At the May Day tournament at Greenwich, Anne was disconcerted when Henry got up and left without a word to her, yet she can have had no idea that she would never see him again.
Lancelot de Carles says that during the jousts, Henry loaned Norris his own horse, knowing “that he could not keep it long,” and that he showed kindness to Norris, Weston, and Brereton, “concealing their forthcoming ruin,” but it is unlikely that the King had been made aware before the tournament of the results of Smeaton’s interrogation. His abrupt departure was prompted by a message he was given, which was almost certainly to inform him that Smeaton had confessed to adultery with the Queen and incriminated Rochford, Norris, and Brereton, and perhaps Weston also, confirming what the King and his ministers already suspected about Rochford and Norris. The “Spanish Chronicle” asserts that Cromwell sent his nephew Richard Williams (who adopted the surname Cromwell) to the King with Smeaton’s actual confession, as well as the forged confessions of Anne and Rochford—which is patently untrue; and that when Henry had read them all, “his meat did not at all agree with
him.” When learning that Smeaton had confessed to having violated Anne, he cried, enraged, “Hang him up, then! Hang him up!” The tale is probably apocryphal.

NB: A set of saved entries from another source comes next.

// SPDX-License-Identifier: MIT
// Copyright 2026 FocusFlow contributors

//! Activity pings, score clamping, trend derivation and streak persistence.

use axum::http::StatusCode;
use serde_json::json;

mod common;

fn backdate_last_activity(state: &focusflow::AppState, user_id: &str, seconds_ago: i64) {
    let last = focusflow::time_utils::format_utc_rfc3339(
        chrono::Utc::now() - chrono::Duration::seconds(seconds_ago),
    );
    state
        .db
        .with_conn(|conn| {
            conn.execute(
                r#"UPDATE "UserFocusState" SET "lastActivityAt" = ?2 WHERE "userId" = ?1"#,
                rusqlite::params![user_id, last],
            )
        })
        .expect("backdate last activity");
}

#[tokio::test]
async fn test_first_ping_starts_from_baseline() {
    let (app, state) = common::create_test_app();
    let token = common::test_jwt(&state, "user-1", "Alice", None);

    let response = common::request(
        &app,
        "POST",
        "/api/activity",
        &token,
        Some(json!({ "kind": "activity" })),
    )
    .await;
    assert_eq!(response.status(), StatusCode::OK);
    let body = common::read_json(response).await;

    // Baseline 80, no idle gap on the first ping: +1.
    assert_eq!(body["focusScore"], 81);
}

#[tokio::test]
async fn test_focus_event_earns_extra_point() {
    let (app, state) = common::create_test_app();
    let token = common::test_jwt(&state, "user-1", "Alice", None);

    let body = common::read_json(
        common::request(
            &app,
            "POST",
            "/api/activity",
            &token,
            Some(json!({ "kind": "focus" })),
        )
        .await,
    )
    .await;
    assert_eq!(body["focusScore"], 82);
}

#[tokio::test]
async fn test_idle_tiers_subtract() {
    let (app, state) = common::create_test_app();
    let token = common::test_jwt(&state, "user-1", "Alice", None);

    // Seed the row at 81.
    let seed = common::request(&app, "POST", "/api/activity", &token, None).await;
    assert_eq!(seed.status(), StatusCode::OK);

    for (idle, expected_delta) in [(150, -2), (400, -4), (700, -8)] {
        let before = state.db.get_focus_state("user-1").unwrap().unwrap().focus_score;
        backdate_last_activity(&state, "user-1", idle);

        let body = common::read_json(
            common::request(&app, "POST", "/api/activity", &token, None).await,
        )
        .await;
        assert_eq!(
            body["focusScore"].as_i64().unwrap(),
            before + expected_delta,
            "idle={}s",
            idle
        );
    }
}

#[tokio::test]
async fn test_score_never_leaves_bounds() {
    let (app, state) = common::create_test_app();
    let token = common::test_jwt(&state, "user-1", "Alice", None);

    // Hammer the penalty path far past the floor.
    let seed = common::request(&app, "POST", "/api/activity", &token, None).await;
    assert_eq!(seed.status(), StatusCode::OK);
    for _ in 0..20 {
        backdate_last_activity(&state, "user-1", 700);
        let body = common::read_json(
            common::request(&app, "POST", "/api/activity", &token, None).await,
        )
        .await;
        let score = body["focusScore"].as_i64().unwrap();
        assert!((0..=100).contains(&score));
    }
    assert_eq!(
        state.db.get_focus_state("user-1").unwrap().unwrap().focus_score,
        0
    );

    // And the bonus path past the cap.
    for _ in 0..120 {
        let body = common::read_json(
            common::request(
                &app,
                "POST",
                "/api/activity",
                &token,
                Some(json!({ "kind": "focus" })),
            )
            .await,
        )
        .await;
        let score = body["focusScore"].as_i64().unwrap();
        assert!((0..=100).contains(&score));
    }
    assert_eq!(
        state.db.get_focus_state("user-1").unwrap().unwrap().focus_score,
        100
    );
}

#[tokio::test]
async fn test_focus_state_view_reports_trend() {
    let (app, state) = common::create_test_app();
    let token = common::test_jwt(&state, "user-1", "Alice", None);

    // Fewer than two points: stable.
    let body =
        common::read_json(common::request(&app, "GET", "/api/focus-state", &token, None).await)
            .await;
    assert_eq!(body["scoreTrend"], "stable");
    assert_eq!(body["focusScore"], 80);
    assert_eq!(body["reliabilityScore"], 100);

    // Climbing pings: trend up.
    for _ in 0..3 {
        let ping = common::request(&app, "POST", "/api/activity", &token, None).await;
        assert_eq!(ping.status(), StatusCode::OK);
    }
    let body =
        common::read_json(common::request(&app, "GET", "/api/focus-state", &token, None).await)
            .await;
    assert_eq!(body["scoreTrend"], "up");
    assert_eq!(body["scorePoints"].as_array().unwrap().len(), 3);

    // A heavy idle penalty turns the window down.
    for _ in 0..2 {
        backdate_last_activity(&state, "user-1", 700);
        let ping = common::request(&app, "POST", "/api/activity", &token, None).await;
        assert_eq!(ping.status(), StatusCode::OK);
    }
    let body =
        common::read_json(common::request(&app, "GET", "/api/focus-state", &token, None).await)
            .await;
    assert_eq!(body["scoreTrend"], "down");
}

#[tokio::test]
async fn test_streak_continues_from_yesterday_and_resets_after_gap() {
    let (app, state) = common::create_test_app();
    let token = common::test_jwt(&state, "user-1", "Alice", None);

    let yesterday = (chrono::Utc::now().date_naive() - chrono::Days::new(1)).to_string();
    state
        .db
        .with_conn(|conn| {
            conn.execute(
                r#"
                INSERT INTO "UserGamification"
                    ("userId", "totalPoints", "currentStreak", "longestStreak", "lastSessionDate")
                VALUES (?1, 20, 2, 2, ?2)
                "#,
                rusqlite::params!["user-1", yesterday],
            )
        })
        .unwrap();

    let session_id = common::create_and_join(&app, &token, 60, "write").await;
    let recap = common::request(
        &app,
        "POST",
        &format!("/api/sessions/{}/recap", session_id),
        &token,
        Some(json!({ "recap": "done" })),
    )
    .await;
    assert_eq!(recap.status(), StatusCode::OK);

    let stats = common::read_json(
        common::request(&app, "GET", "/api/gamification", &token, None).await,
    )
    .await;
    assert_eq!(stats["stats"]["currentStreak"], 3);
    assert_eq!(stats["stats"]["longestStreak"], 3);
    assert_eq!(stats["stats"]["totalPoints"], 30);

    // A stale last date (four days back) resets the streak to 1 but never
    // shrinks the longest.
    let stale = (chrono::Utc::now().date_naive() - chrono::Days::new(4)).to_string();
    state
        .db
        .with_conn(|conn| {
            conn.execute(
                r#"UPDATE "UserGamification" SET "lastSessionDate" = ?2 WHERE "userId" = ?1"#,
                rusqlite::params!["user-1", stale],
            )
        })
        .unwrap();

    let session_id = common::create_and_join(&app, &token, 60, "write more").await;
    let recap = common::request(
        &app,
        "POST",
        &format!("/api/sessions/{}/recap", session_id),
        &token,
        Some(json!({ "recap": "done again" })),
    )
    .await;
    assert_eq!(recap.status(), StatusCode::OK);

    let stats = common::read_json(
        common::request(&app, "GET", "/api/gamification", &token, None).await,
    )
    .await;
    assert_eq!(stats["stats"]["currentStreak"], 1);
    assert_eq!(stats["stats"]["longestStreak"], 3);
    assert_eq!(stats["stats"]["totalPoints"], 40);
}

Lancelot de Carles, who may have been repeating the official line that was fed in secret to the French ambassador, claims the councillors told Henry that “when you retire at night, she has her darlings already lined up. Her brother is by no means last in the queue. Norris and Mark would not deny that they have spent many nights with her without having to persuade her, for she herself urged them on, and invited them with presents and caresses.” It sounds suspiciously like the wording of the indictments that would soon be drawn up against the Queen.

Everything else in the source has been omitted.